La risposta alle condizioni meteorologiche può cambiare anche in base al periodo dell’anno. Per esempio la domanda di gelati può variare in base alle condizioni atmosferiche d’estate, ma non d’inverno. La Figura 4 illustra questo fenomeno. La variazione nella temperatura è grossomodo la stessa nel corso di tutto l’anno, ma l’effetto sulle vendite cambia in base alla stagione. D’inverno è palesemente inutile aggiungere una previsione basata sul meteo, dal momento che la variazione delle vendite non è rilevante. D’estate, invece, la variazione delle vendite aumenta notevolmente e la necessità di incorporare i dati metereologici nelle previsioni risulta evidente. Perciò, conviene attivare il modello basato sul meteo solo per un periodo di tempo e considerare solo tale periodo anche nel calcolo del modello stesso. In altre parole, il modello basato sul meteo non dovrebbe considerare i periodi in cui l’influsso delle condizioni atmosferiche è irrilevante, ad esempio l’inverno nel caso illustrato in Figura 4. In questo modo il modello basato sul meteo risulta più accurato perché esclude i dati irrilevanti.
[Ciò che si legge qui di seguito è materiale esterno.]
pub mod async_string;
pub mod calc;
pub mod dialog;
pub mod divide;
pub mod password;
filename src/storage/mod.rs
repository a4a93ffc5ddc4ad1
//! Storage implementations for different backends

pub mod in_memory;
#[cfg(feature = "postgres")]
pub mod postgres;

pub use in_memory::InMemoryStore;
#[cfg(feature = "postgres")]
pub use postgres::PostgresStore;
//! Human-readable order numbers
//!
//! The format is cosmetic. Uniqueness is enforced by the order store, which
//! reports a collision as [`ShopError::Conflict`](crate::core::error::ShopError::Conflict);
//! the checkout engine then asks the generator for another number.

use chrono::Utc;
use rand::Rng;

/// Source of candidate order numbers
pub trait OrderNumberGenerator: Send + Sync {
    /// Produce a fresh candidate. Candidates are not required to be unique.
    fn next_number(&self) -> String;
}

const ALPHABET: &[u8] = b"ABCDEFGHJKLMNPQRSTUVWXYZ23456789";

/// `ORD-YYYYMMDD-XXXXXX` with a random suffix drawn from an unambiguous alphabet
#[derive(Debug, Clone)]
pub struct RandomOrderNumbers {
    suffix_len: usize,
}

impl RandomOrderNumbers {
    pub fn new() -> Self {
        Self { suffix_len: 6 }
    }

    pub fn with_suffix_len(suffix_len: usize) -> Self {
        Self {
            suffix_len: suffix_len.max(1),
        }
    }
}

impl Default for RandomOrderNumbers {
    fn default() -> Self {
        Self::new()
    }
}

impl OrderNumberGenerator for RandomOrderNumbers {
    fn next_number(&self) -> String {
        let mut rng = rand::thread_rng();
        let suffix: String = (0..self.suffix_len)
            .map(|_| ALPHABET[rng.gen_range(0..ALPHABET.len())] as char)
            .collect();
        format!("ORD-{}-{}", Utc::now().format("%Y%m%d"), suffix)
    }
}
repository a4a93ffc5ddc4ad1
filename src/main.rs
//! Storefront server binary
//!
//! Configuration comes from the YAML file named by `STOREFRONT_CONFIG`
//! (default `storefront.yaml`). Logging honours `RUST_LOG`.

use anyhow::{Context, Result};
use std::sync::Arc;
use storefront::config::StoreConfig;
use storefront::prelude::*;
use tracing_subscriber::EnvFilter;

#[tokio::main]
async fn main() -> Result<()> {
    tracing_subscriber::fmt()
        .with_env_filter(
            EnvFilter::try_from_default_env()
                .unwrap_or_else(|_| EnvFilter::new("storefront=info,tower_http=info")),
        )
        .init();

    let config = StoreConfig::load().context("failed to load configuration")?;
    let store = open_store(&config).await?;
    seed_catalog(store.as_ref(), &config).await?;

    let bind = config.server.bind.clone();
    ServerBuilder::new()
        .with_config(config)
        .with_shared_store(store)
        .serve(&bind)
        .await
}

#[cfg(feature = "postgres")]
async fn open_store(config: &StoreConfig) -> Result<Arc<dyn ShopStore>> {
    if let Some(url) = &config.database.url {
        let store = PostgresStore::connect(url, config.database.max_connections).await?;
        store.migrate().await?;
        tracing::info!("using PostgreSQL storage");
        return Ok(Arc::new(store));
    }
    tracing::info!("no database url configured, using in-memory storage");
    Ok(Arc::new(InMemoryStore::new()))
}

#[cfg(not(feature = "postgres"))]
async fn open_store(config: &StoreConfig) -> Result<Arc<dyn ShopStore>> {
    if config.database.url.is_some() {
        tracing::warn!("database.url is set but the postgres feature is disabled; using in-memory storage");
    }
    Ok(Arc::new(InMemoryStore::new()))
}

/// Insert the configured products when the catalog is empty
async fn seed_catalog(store: &dyn ShopStore, config: &StoreConfig) -> Result<()> {
    if config.catalog.is_empty() || !store.list_products().await?.is_empty() {
        return Ok(());
    }
    for product in config.seed_products() {
        tracing::info!(product_id = %product.id, name = %product.name, "seeding product");
        store.upsert_product(product).await?;
    }
    Ok(())
}
//! Checkout and order endpoints

use axum::Json;
use axum::extract::{Path, State};
use rust_decimal::Decimal;
use serde::{Deserialize, Serialize};
use serde_json::{Value, json};
use uuid::Uuid;

use crate::checkout::CheckoutRequest;
use crate::core::entity::{Order, OrderStatus};
use crate::core::error::ShopError;
use crate::core::extractors::{CurrentUser, ValidatedJson};
use crate::server::host::ServerHost;

/// Response of `POST /order/create-from-cart`
#[derive(Debug, Serialize)]
#[serde(rename_all = "camelCase")]
pub struct OrderCreated {
    pub order_id: Uuid,
    pub order_number: String,
    pub total_amount: Decimal,
}

#[derive(Debug, Deserialize)]
pub struct UpdateStatusRequest {
    pub status: String,
}

pub async fn create_from_cart(
    State(host): State<ServerHost>,
    user: CurrentUser,
    ValidatedJson(request): ValidatedJson<CheckoutRequest>,
) -> Result<Json<OrderCreated>, ShopError> {
    let order = host.checkout.checkout(user.user_id, &request).await?;
    Ok(Json(OrderCreated {
        order_id: order.id,
        order_number: order.order_number,
        total_amount: order.grand_total,
    }))
}

pub async fn cancel_order(
    State(host): State<ServerHost>,
    user: CurrentUser,
    Path(order_id): Path<Uuid>,
) -> Result<Json<Value>, ShopError> {
    let order = host.orders.cancel(user.user_id, order_id).await?;
    Ok(Json(json!({
        "message": "Order cancelled",
        "orderId": order.id
    })))
}

pub async fn list_orders(
    State(host): State<ServerHost>,
    user: CurrentUser,
) -> Result<Json<Vec<Order>>, ShopError> {
    Ok(Json(host.orders.list_orders(user.user_id).await?))
}

pub async fn get_order(
    State(host): State<ServerHost>,
    user: CurrentUser,
    Path(order_id): Path<Uuid>,
) -> Result<Json<Order>, ShopError> {
    Ok(Json(host.orders.get_order(user.user_id, order_id).await?))
}

pub async fn update_order_status(
    State(host): State<ServerHost>,
    user: CurrentUser,
    Path(order_id): Path<Uuid>,
    Json(request): Json<UpdateStatusRequest>,
) -> Result<Json<Value>, ShopError> {
    let next: OrderStatus = request.status.parse()?;
    let order = host
        .orders
        .update_status(&user.context, order_id, next)
        .await?;
    Ok(Json(json!({
        "message": "Order status updated",
        "orderId": order.id,
        "newStatus": order.status
    })))
}

pub async fn pay_order(
    State(host): State<ServerHost>,
    user: CurrentUser,
    Path(order_id): Path<Uuid>,
) -> Result<Json<Order>, ShopError> {
    Ok(Json(host.orders.record_payment(user.user_id, order_id).await?))
}
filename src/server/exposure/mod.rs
//! API exposure
//!
//! An exposure consumes a `ServerHost` and produces a Router for its protocol.

pub mod rest;

pub use rest::RestExposure;
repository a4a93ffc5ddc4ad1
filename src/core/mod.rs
//! Core module containing the domain types, storage traits and errors

pub mod auth;
pub mod entity;
pub mod error;
pub mod extractors;
pub mod order_number;
pub mod pricing;
pub mod service;

pub use auth::{AuthContext, AuthPolicy, PasswordHasher, SessionRegistry};
pub use entity::{CartLine, Order, OrderLine, OrderStatus, Product, User};
pub use error::{ConfigError, ShopError, StorageError};
pub use extractors::{CurrentUser, ValidatedJson};
pub use order_number::{OrderNumberGenerator, RandomOrderNumbers};
pub use pricing::{PriceBreakdown, PricingPolicy};
pub use service::{AccountStore, CartStore, CatalogStore, CheckoutPlan, OrderStore, ShopStore};
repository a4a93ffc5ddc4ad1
//! HTTP handlers, one module per resource

pub mod auth;
pub mod cart;
pub mod catalog;
pub mod order;
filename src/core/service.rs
//! Storage traits for the catalog, carts, orders and accounts
//!
//! The services in [`crate::cart`], [`crate::checkout`] and
//! [`crate::accounts`] hold their logic; backends only persist. The one
//! exception is transactional work that must happen under a lock
//! ([`OrderStore::commit_checkout`], [`OrderStore::cancel_order`]), where the
//! backend applies the domain checks from [`crate::core::entity`] inside its
//! transaction.

use async_trait::async_trait;
use chrono::{DateTime, Utc};
use uuid::Uuid;

use crate::core::entity::{CartLine, Order, OrderStatus, Product, User};
use crate::core::error::ShopError;

/// Read access to products (plus seeding)
///
/// Reads must reflect the latest committed stock; implementations keep no
/// cache.
#[async_trait]
pub trait CatalogStore: Send + Sync {
    /// Get a product by ID, `NotFound` if absent
    async fn get_product(&self, id: &Uuid) -> Result<Product, ShopError>;

    /// List active products ordered by name
    async fn list_products(&self) -> Result<Vec<Product>, ShopError>;

    /// Insert or replace a product
    async fn upsert_product(&self, product: Product) -> Result<Product, ShopError>;
}

/// Per-user cart lines, unique per (user, product)
#[async_trait]
pub trait CartStore: Send + Sync {
    /// All lines of a user's cart, oldest first
    async fn cart_lines(&self, user_id: &Uuid) -> Result<Vec<CartLine>, ShopError>;

    /// A single line, `None` if absent or owned by someone else
    async fn get_cart_line(
        &self,
        user_id: &Uuid,
        line_id: &Uuid,
    ) -> Result<Option<CartLine>, ShopError>;

    /// Create the (user, product) line or add `quantity` to the existing one
    async fn add_to_cart_line(
        &self,
        user_id: &Uuid,
        product_id: &Uuid,
        quantity: i32,
    ) -> Result<CartLine, ShopError>;

    /// Overwrite a line's quantity, `None` if the line is gone
    async fn set_cart_line_quantity(
        &self,
        user_id: &Uuid,
        line_id: &Uuid,
        quantity: i32,
    ) -> Result<Option<CartLine>, ShopError>;

    /// Delete one line, returning whether it existed
    async fn delete_cart_line(&self, user_id: &Uuid, line_id: &Uuid) -> Result<bool, ShopError>;

    /// Delete every line of a user's cart, returning how many were removed
    async fn clear_cart(&self, user_id: &Uuid) -> Result<u64, ShopError>;
}

/// Everything needed to turn a validated cart into an order
#[derive(Debug, Clone)]
pub struct CheckoutPlan {
    /// The order to create, status `Pending`, with its snapshot lines
    pub order: Order,
    /// Cart lines converted into the order, deleted on commit
    pub cart_line_ids: Vec<Uuid>,
}

/// Orders and their lifecycle
#[async_trait]
pub trait OrderStore: Send + Sync {
    /// Atomically create the order and its lines, decrement stock for every
    /// line and delete the converted cart lines.
    ///
    /// Stock is re-checked under lock; a shortfall fails the whole commit
    /// with `InsufficientStock` or `ProductUnavailable`. A taken order number
    /// fails with `Conflict`. Nothing is written on failure.
    async fn commit_checkout(&self, plan: &CheckoutPlan) -> Result<Order, ShopError>;

    /// Atomically cancel an order owned by `user_id`, restoring stock for
    /// every line. `InvalidTransition` when the order can no longer be
    /// cancelled.
    async fn cancel_order(&self, user_id: &Uuid, order_id: &Uuid) -> Result<Order, ShopError>;

    /// Apply an administrative status change. Never touches stock.
    async fn update_order_status(
        &self,
        order_id: &Uuid,
        next: OrderStatus,
    ) -> Result<Order, ShopError>;

    /// Record the payment-received timestamp (first write wins)
    async fn mark_order_paid(
        &self,
        user_id: &Uuid,
        order_id: &Uuid,
        paid_at: DateTime<Utc>,
    ) -> Result<Order, ShopError>;

    /// A user's orders, newest first
    async fn list_orders(&self, user_id: &Uuid) -> Result<Vec<Order>, ShopError>;

    /// An order with its lines, `None` if absent
    async fn get_order(&self, order_id: &Uuid) -> Result<Option<Order>, ShopError>;
}

/// Registered users
#[async_trait]
pub trait AccountStore: Send + Sync {
    /// Insert a user; `DuplicateAccount` on a taken username or email
    async fn create_user(&self, user: User) -> Result<User, ShopError>;

    async fn find_user_by_username(&self, username: &str) -> Result<Option<User>, ShopError>;

    async fn get_user(&self, id: &Uuid) -> Result<Option<User>, ShopError>;
}

/// A complete storage backend
pub trait ShopStore: CatalogStore + CartStore + OrderStore + AccountStore {}

impl<T> ShopStore for T where T: CatalogStore + CartStore + OrderStore + AccountStore {}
La Previsione delle Vendite Basata sul Meteo in RELEX
La previsione delle vendite basata sul meteo di RELEX utilizza un algoritmo di apprendimento automatico per dar conto della relazione tra condizioni meteorologiche e domanda. Il software è in grado di individuare automaticamente i prodotti le cui vendite subiscono l’influsso delle condizioni atmosferiche, scoprire quali sono le variabili meteorologiche che influiscono e quantificare la portata di tale influsso. Il risultato sono correzioni che vengono combinate con la previsione basata sugli andamenti temporali per creare una previsione corretta in base al meteo maggiormente accurata. Con RELEX, è possibile automatizzare l’intero processo, dal reperimento dei dati meteorologici al calcolo della previsione corretta in base al meteo. RELEX ha un’integrazione incorporata con un fornitore globale di dati meteorologici e reperisce i dati in base alle coordinate dei punti vendita. Se necessario, RELEX può anche essere facilmente integrato con ogni altro fornitore di dati meteorologici.